*** Data records ***

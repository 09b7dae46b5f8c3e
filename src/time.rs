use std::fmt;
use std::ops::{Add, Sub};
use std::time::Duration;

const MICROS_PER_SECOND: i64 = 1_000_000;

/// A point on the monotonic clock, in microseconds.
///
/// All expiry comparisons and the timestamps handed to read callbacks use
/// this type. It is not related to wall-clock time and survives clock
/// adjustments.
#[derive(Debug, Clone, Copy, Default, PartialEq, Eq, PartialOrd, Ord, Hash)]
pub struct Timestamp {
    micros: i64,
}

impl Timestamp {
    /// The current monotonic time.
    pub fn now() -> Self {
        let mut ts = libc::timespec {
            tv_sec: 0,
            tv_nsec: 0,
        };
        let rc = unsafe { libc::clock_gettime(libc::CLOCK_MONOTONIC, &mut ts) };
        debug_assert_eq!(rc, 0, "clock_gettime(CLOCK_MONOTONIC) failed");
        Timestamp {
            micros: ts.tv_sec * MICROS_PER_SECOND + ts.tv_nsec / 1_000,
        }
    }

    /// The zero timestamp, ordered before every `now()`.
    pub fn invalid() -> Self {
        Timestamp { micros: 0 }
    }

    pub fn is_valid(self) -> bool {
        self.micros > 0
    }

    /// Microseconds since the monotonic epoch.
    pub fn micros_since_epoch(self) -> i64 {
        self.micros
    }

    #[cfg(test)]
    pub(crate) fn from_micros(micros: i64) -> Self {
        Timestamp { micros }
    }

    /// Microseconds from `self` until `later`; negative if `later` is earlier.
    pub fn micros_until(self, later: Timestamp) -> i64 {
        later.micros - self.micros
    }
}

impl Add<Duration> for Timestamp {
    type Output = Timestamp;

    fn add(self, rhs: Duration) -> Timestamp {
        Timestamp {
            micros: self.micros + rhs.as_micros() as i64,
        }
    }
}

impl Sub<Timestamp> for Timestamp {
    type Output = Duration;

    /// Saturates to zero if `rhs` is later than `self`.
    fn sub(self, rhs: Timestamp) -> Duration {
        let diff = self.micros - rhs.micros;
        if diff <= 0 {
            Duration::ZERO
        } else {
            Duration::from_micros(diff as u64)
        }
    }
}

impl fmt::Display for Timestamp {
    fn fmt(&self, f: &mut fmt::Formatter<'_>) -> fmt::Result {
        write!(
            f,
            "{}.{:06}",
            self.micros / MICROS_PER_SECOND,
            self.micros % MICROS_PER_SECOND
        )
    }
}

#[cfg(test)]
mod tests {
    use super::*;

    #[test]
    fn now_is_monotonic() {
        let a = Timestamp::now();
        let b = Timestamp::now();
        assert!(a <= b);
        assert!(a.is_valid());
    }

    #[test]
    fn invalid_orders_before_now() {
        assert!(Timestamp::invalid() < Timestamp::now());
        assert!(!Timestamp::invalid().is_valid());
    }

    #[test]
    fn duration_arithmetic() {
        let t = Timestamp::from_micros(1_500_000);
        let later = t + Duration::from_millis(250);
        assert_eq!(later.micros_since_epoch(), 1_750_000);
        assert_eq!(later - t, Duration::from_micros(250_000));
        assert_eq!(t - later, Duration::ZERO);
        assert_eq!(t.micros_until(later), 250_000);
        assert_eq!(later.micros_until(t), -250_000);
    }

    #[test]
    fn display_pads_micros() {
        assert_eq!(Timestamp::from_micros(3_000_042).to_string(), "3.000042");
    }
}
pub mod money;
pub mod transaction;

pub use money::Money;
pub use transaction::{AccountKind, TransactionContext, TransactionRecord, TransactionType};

*** End of Data records ***

Problem description. Go through the records above and retype each one exactly.

Response to this task.
repository 09b7dae46b5f8c3e
filename src/time.rs
use std::fmt;
use std::ops::{Add, Sub};
use std::time::Duration;

const MICROS_PER_SECOND: i64 = 1_000_000;

/// A point on the monotonic clock, in microseconds.
///
/// All expiry comparisons and the timestamps handed to read callbacks use
/// this type. It is not related to wall-clock time and survives clock
/// adjustments.
#[derive(Debug, Clone, Copy, Default, PartialEq, Eq, PartialOrd, Ord, Hash)]
pub struct Timestamp {
    micros: i64,
}

impl Timestamp {
    /// The current monotonic time.
    pub fn now() -> Self {
        let mut ts = libc::timespec {
            tv_sec: 0,
            tv_nsec: 0,
        };
        let rc = unsafe { libc::clock_gettime(libc::CLOCK_MONOTONIC, &mut ts) };
        debug_assert_eq!(rc, 0, "clock_gettime(CLOCK_MONOTONIC) failed");
        Timestamp {
            micros: ts.tv_sec * MICROS_PER_SECOND + ts.tv_nsec / 1_000,
        }
    }

    /// The zero timestamp, ordered before every `now()`.
    pub fn invalid() -> Self {
        Timestamp { micros: 0 }
    }

    pub fn is_valid(self) -> bool {
        self.micros > 0
    }

    /// Microseconds since the monotonic epoch.
    pub fn micros_since_epoch(self) -> i64 {
        self.micros
    }

    #[cfg(test)]
    pub(crate) fn from_micros(micros: i64) -> Self {
        Timestamp { micros }
    }

    /// Microseconds from `self` until `later`; negative if `later` is earlier.
    pub fn micros_until(self, later: Timestamp) -> i64 {
        later.micros - self.micros
    }
}

impl Add<Duration> for Timestamp {
    type Output = Timestamp;

    fn add(self, rhs: Duration) -> Timestamp {
        Timestamp {
            micros: self.micros + rhs.as_micros() as i64,
        }
    }
}

impl Sub<Timestamp> for Timestamp {
    type Output = Duration;

    /// Saturates to zero if `rhs` is later than `self`.
    fn sub(self, rhs: Timestamp) -> Duration {
        let diff = self.micros - rhs.micros;
        if diff <= 0 {
            Duration::ZERO
        } else {
            Duration::from_micros(diff as u64)
        }
    }
}

impl fmt::Display for Timestamp {
    fn fmt(&self, f: &mut fmt::Formatter<'_>) -> fmt::Result {
        write!(
            f,
            "{}.{:06}",
            self.micros / MICROS_PER_SECOND,
            self.micros % MICROS_PER_SECOND
        )
    }
}

#[cfg(test)]
mod tests {
    use super::*;

    #[test]
    fn now_is_monotonic() {
        let a = Timestamp::now();
        let b = Timestamp::now();
        assert!(a <= b);
        assert!(a.is_valid());
    }

    #[test]
    fn invalid_orders_before_now() {
        assert!(Timestamp::invalid() < Timestamp::now());
        assert!(!Timestamp::invalid().is_valid());
    }

    #[test]
    fn duration_arithmetic() {
        let t = Timestamp::from_micros(1_500_000);
        let later = t + Duration::from_millis(250);
        assert_eq!(later.micros_since_epoch(), 1_750_000);
        assert_eq!(later - t, Duration::from_micros(250_000));
        assert_eq!(t - later, Duration::ZERO);
        assert_eq!(t.micros_until(later), 250_000);
        assert_eq!(later.micros_until(t), -250_000);
    }

    #[test]
    fn display_pads_micros() {
        assert_eq!(Timestamp::from_micros(3_000_042).to_string(), "3.000042");
    }
}
pub mod money;
pub mod transaction;

pub use money::Money;
pub use transaction::{AccountKind, TransactionContext, TransactionRecord, TransactionType};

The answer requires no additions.